We knew he was a fierce competitor on the field but the 52-year-old has played the hardest of hard balls off it in recent months as first he agreed to return to Wigan before revealing after Wales won the Grand Slam (and his market value had exponentially increased) he hadn’t signed a contract and was actually back on the market.
The news came as a shock to Wayne Pivac, the man replacing Warren Gatland in November, who immediately reopened talks with Edwards, who had effectively shut them down last August by announcing his move to Wigan.
Last month he shook hands with Pivac, just as he had with Wigan chief executive Ian Lenagan last summer, looked him in the eye and told him he would accept the deal he’d been offered.
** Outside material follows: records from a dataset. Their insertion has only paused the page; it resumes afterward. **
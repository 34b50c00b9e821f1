//! Hash-chained ledger writer plus periodic anchor attestations.
//!
//! Every entry binds the previous chain head through `prev_hash`; the
//! anchor writer signs the current head with an ed25519 key into a store
//! that lives outside `data_dir` so tampering with the data directory
//! cannot rewrite history and its attestation at once.

use crate::atomic::sync_batch;
use crate::{FsyncPolicy, StoreError};
use autocap_spec::{verify_chain, ChainError, LedgerEntry};
use ed25519_dalek::{Signer, SigningKey};
use parking_lot::Mutex;
use serde::{Deserialize, Serialize};
use serde_json::Value;
use std::fs::{File, OpenOptions};
use std::io::{BufRead, BufReader, BufWriter, Write};
use std::path::{Path, PathBuf};

struct LedgerInner {
    file: BufWriter<File>,
    head: Option<String>,
    entries_since_anchor: u64,
}

/// Single-writer hash-chained ledger over `ledger.ndjson`.
pub struct LedgerWriter {
    path: PathBuf,
    policy: FsyncPolicy,
    inner: Mutex<LedgerInner>,
}

impl LedgerWriter {
    /// Open (or create) the ledger, recovering the chain head by scanning
    /// existing entries.
    pub fn open(path: &Path, policy: FsyncPolicy) -> Result<Self, StoreError> {
        if let Some(parent) = path.parent() {
            std::fs::create_dir_all(parent)?;
        }
        crate::journal::terminate_partial_line(path)?;
        let head = read_entries(path)?.last().map(|entry| entry.hash.clone());
        let file = OpenOptions::new().create(true).append(true).open(path)?;
        Ok(LedgerWriter {
            path: path.to_path_buf(),
            policy,
            inner: Mutex::new(LedgerInner {
                file: BufWriter::new(file),
                head,
                entries_since_anchor: 0,
            }),
        })
    }

    /// Append a new entry bound to the current head; returns its hash.
    pub fn append(
        &self,
        stage: &str,
        inputs: Vec<String>,
        outputs: Vec<String>,
        payload: Value,
        ts_utc: &str,
    ) -> Result<String, StoreError> {
        let span = tracing::info_span!("ledger_append", stage = %stage);
        let _guard = span.enter();
        let mut inner = self.inner.lock();
        let entry = LedgerEntry::build(stage, inputs, outputs, payload, ts_utc, inner.head.clone());
        inner.file.write_all(entry.to_line().as_bytes())?;
        inner.file.write_all(b"\n")?;
        inner.file.flush()?;
        sync_batch(inner.file.get_ref(), self.policy)?;
        inner.head = Some(entry.hash.clone());
        inner.entries_since_anchor += 1;
        Ok(entry.hash)
    }

    /// Current chain head hash, if any entry exists.
    pub fn head(&self) -> Option<String> {
        self.inner.lock().head.clone()
    }

    /// Entries appended since the last [`LedgerWriter::mark_anchored`].
    pub fn entries_since_anchor(&self) -> u64 {
        self.inner.lock().entries_since_anchor
    }

    /// Reset the anchor counter after a successful attestation.
    pub fn mark_anchored(&self) {
        self.inner.lock().entries_since_anchor = 0;
    }

    /// Read every entry in order.
    pub fn read_all(&self) -> Result<Vec<LedgerEntry>, StoreError> {
        read_entries(&self.path)
    }

    /// Replay the chain and verify every hash and link.
    pub fn verify(&self) -> Result<Result<(), ChainError>, StoreError> {
        Ok(verify_chain(&self.read_all()?))
    }

    /// Ledger file path.
    pub fn path(&self) -> &Path {
        &self.path
    }
}

/// Read ledger entries from disk. Partial trailing lines are skipped.
pub fn read_entries(path: &Path) -> Result<Vec<LedgerEntry>, StoreError> {
    let mut out = Vec::new();
    if !path.exists() {
        return Ok(out);
    }
    let reader = BufReader::new(File::open(path)?);
    for line in reader.lines() {
        let line = line?;
        if line.trim().is_empty() {
            continue;
        }
        match serde_json::from_str::<LedgerEntry>(&line) {
            Ok(entry) => out.push(entry),
            Err(err) => tracing::warn!(error = %err, "skipping unparseable ledger line"),
        }
    }
    Ok(out)
}

/// One signed attestation of a ledger head.
#[derive(Debug, Clone, Serialize, Deserialize)]
pub struct AnchorRecord {
    /// Ledger head hash being attested.
    pub head: String,
    /// UTC timestamp (RFC 3339).
    pub ts_utc: String,
    /// Hex-encoded ed25519 public key of the signer.
    pub signer: String,
    /// Hex-encoded signature over `head|ts_utc`.
    pub signature: String,
}

/// Appends signed head attestations to a file outside `data_dir`.
pub struct AnchorWriter {
    path: PathBuf,
    key: SigningKey,
}

impl AnchorWriter {
    /// Open the anchor store, creating the signing key on first use next
    /// to the anchor file.
    pub fn open(path: &Path) -> Result<Self, StoreError> {
        if let Some(parent) = path.parent() {
            std::fs::create_dir_all(parent)?;
        }
        let key_path = path.with_extension("key");
        let key = if key_path.exists() {
            let bytes = std::fs::read(&key_path)?;
            let array: [u8; 32] = bytes.as_slice().try_into().map_err(|_| {
                StoreError::ChecksumMismatch(key_path.display().to_string())
            })?;
            SigningKey::from_bytes(&array)
        } else {
            let key = SigningKey::generate(&mut rand::rngs::OsRng);
            std::fs::write(&key_path, key.to_bytes())?;
            key
        };
        Ok(AnchorWriter {
            path: path.to_path_buf(),
            key,
        })
    }

    /// Sign and append an attestation of `head`.
    pub fn record(&self, head: &str, ts_utc: &str) -> Result<AnchorRecord, StoreError> {
        let message = format!("{head}|{ts_utc}");
        let signature = self.key.sign(message.as_bytes());
        let record = AnchorRecord {
            head: head.to_string(),
            ts_utc: ts_utc.to_string(),
            signer: hex::encode(self.key.verifying_key().to_bytes()),
            signature: hex::encode(signature.to_bytes()),
        };
        let mut file = OpenOptions::new()
            .create(true)
            .append(true)
            .open(&self.path)?;
        file.write_all(serde_json::to_string(&record)?.as_bytes())?;
        file.write_all(b"\n")?;
        file.sync_data()?;
        tracing::debug!(head = %head, "ledger head anchored");
        Ok(record)
    }

    /// Verify an attestation signature.
    pub fn verify(record: &AnchorRecord) -> bool {
        let Ok(pk_bytes) = hex::decode(&record.signer) else {
            return false;
        };
        let Ok(pk_array) = <[u8; 32]>::try_from(pk_bytes.as_slice()) else {
            return false;
        };
        let Ok(pk) = ed25519_dalek::VerifyingKey::from_bytes(&pk_array) else {
            return false;
        };
        let Ok(sig_bytes) = hex::decode(&record.signature) else {
            return false;
        };
        let Ok(sig_array) = <[u8; 64]>::try_from(sig_bytes.as_slice()) else {
            return false;
        };
        let signature = ed25519_dalek::Signature::from_bytes(&sig_array);
        let message = format!("{}|{}", record.head, record.ts_utc);
        pk.verify_strict(message.as_bytes(), &signature).is_ok()
    }
}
On Thursday, he announced he wouldn’t.
Confused? You’re not the only one.
In simple terms, Edwards has played the market to perfection. Basic economic theory dictates if demand outstrips supply it drives up prices. Throw in talks with Harlequins, Wasps and Dragons, who along with Wigan and Wales were all interested in his services, and Edwards is undeniably in demand.
He has driven up his price and his next contract will be significantly higher as a direct result of his negotiation tactics. Many will say all’s fair in love and contract negotiations. Good luck to him.
Others will argue Edwards’ tactics will come at a personal cost which is harder to measure than the number of noughts on the end of a contract.
“His legacy at Wigan is tarnished forever,” said one well-placed source at the club where he won eight Challenge Cup finals as a player.
“It will take a very long time for people at this club to forget what he’s done. We feel played and betrayed.”
The loss of trust is absolute.
Edwards will have known how much his appointment as head coach will have meant to tens of thousands of fans of a club where he was once revered as a god as the on-field fulcrum of arguably the greatest sports team in British history. In a town which lives and breathes rugby league, his shock appointment last summer brought immeasurable joy.
For Wigan, now read Wales.
Clearly, the response of fans should not dictate where an individual chooses to take a job but the lack of regard for the collateral damage caused by agreeing and then reneging not once but twice has been startling, even in the cut-throat world of professional sport.
Edwards will get the best deal for himself and good luck to him. There may well be an extra nought on his next contract. But in some people’s worlds a handshake and your word is still worth something.
MJ Arlidge wrote: “Trust is a fragile thing – hard to earn, easy to lose.”
There are some things in life you can’t put a price on.